A respected organisation called Enders has done some fascinating research for Daily Mail and General Trust (DMGT). It seeks to show how much news we get from various sources. Enders says that "the average UK adult receives 57.4 minutes of news a day". Of this, 62 per cent is broadcast, and 38 per cent comes from newspapers, either in print or digital form.

Admittedly such implausibly precise figures are rather laughable, but they nonetheless tell a story. They suggest that the BBC in all its forms is responsible for 47.2 per cent of the "average person's" news. By contrast, the Murdoch-controlled BSkyB is said to account for just 7.6 per cent.

I only mention this because when Rupert Murdoch wanted to acquire the 61 per cent of BSkyB he does not already own, some of his critics ( including DMGT) claimed the company was already bigger than the BBC. Not, according to Enders, if you are talking about the reach of its news output.

The Mail gets support from an unlikely ally

The Daily Mail reasonably congratulated itself last week for its role in reopening the Stephen Lawrence murder case 15 years ago when the authorities had grown tired of it.

More surprising was the response of The Guardian, which praised its old sparring partner the Mail in an editorial.

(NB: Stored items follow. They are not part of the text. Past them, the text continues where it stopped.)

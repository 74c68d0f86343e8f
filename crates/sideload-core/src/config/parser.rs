//! TOML parser with helpful error messages

use super::schema::SideloadConfig;
use anyhow::{Context, Result};
use std::path::Path;

/// Parse sideload.toml with detailed error messages
pub fn parse_config(path: &Path) -> Result<SideloadConfig> {
    let content = std::fs::read_to_string(path)
        .with_context(|| format!("Failed to read config file: {}", path.display()))?;

    parse_config_str(&content)
        .with_context(|| format!("Failed to parse config file: {}", path.display()))
}

/// Parse sideload.toml content from string
pub fn parse_config_str(content: &str) -> Result<SideloadConfig> {
    let config: SideloadConfig =
        toml::from_str(content).map_err(|e| enhance_toml_error(e, content))?;

    config.validate().context("Invalid configuration")?;

    Ok(config)
}

/// Enhance TOML parsing errors with the offending lines
fn enhance_toml_error(error: toml::de::Error, content: &str) -> anyhow::Error {
    let error_msg = error.message().to_string();

    let line_hint = error
        .span()
        .and_then(|span| content.get(..span.start))
        .map(|before| before.matches('\n').count() + 1);

    if let Some(line_num) = line_hint {
        let context = get_line_context(content, line_num);
        anyhow::anyhow!(
            "TOML parsing error at line {}:\n{}\n\nError: {}",
            line_num,
            context,
            error_msg
        )
    } else {
        anyhow::anyhow!("TOML parsing error: {}", error_msg)
    }
}

/// Get context lines around an error
fn get_line_context(content: &str, line_num: usize) -> String {
    let lines: Vec<&str> = content.lines().collect();
    let start = line_num.saturating_sub(2).min(lines.len());
    let end = (line_num + 2).min(lines.len());

    lines[start..end]
        .iter()
        .enumerate()
        .map(|(i, line)| {
            let num = start + i + 1;
            let marker = if num == line_num { ">>>" } else { "   " };
            format!("{} {:4} | {}", marker, num, line)
        })
        .collect::<Vec<_>>()
        .join("\n")
}

/// Serialize a configuration to TOML string
pub fn to_toml(config: &SideloadConfig) -> Result<String> {
    toml::to_string_pretty(config).context("Failed to serialize configuration to TOML")
}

Meanwhile Jonathan Freedland, once spoken of as Alan Rusbridger's successor, wrote a column in favour of the tabloids, singling out the Mail.

No doubt these plaudits came from the heart. But is The Guardian also anxious not to be cast as the destroyer of the popular Press? When I came across Mr Rusbridger some months ago, I got the impression he was worried that in exposing the phone-hacking scandal his paper had released forces it could no longer control.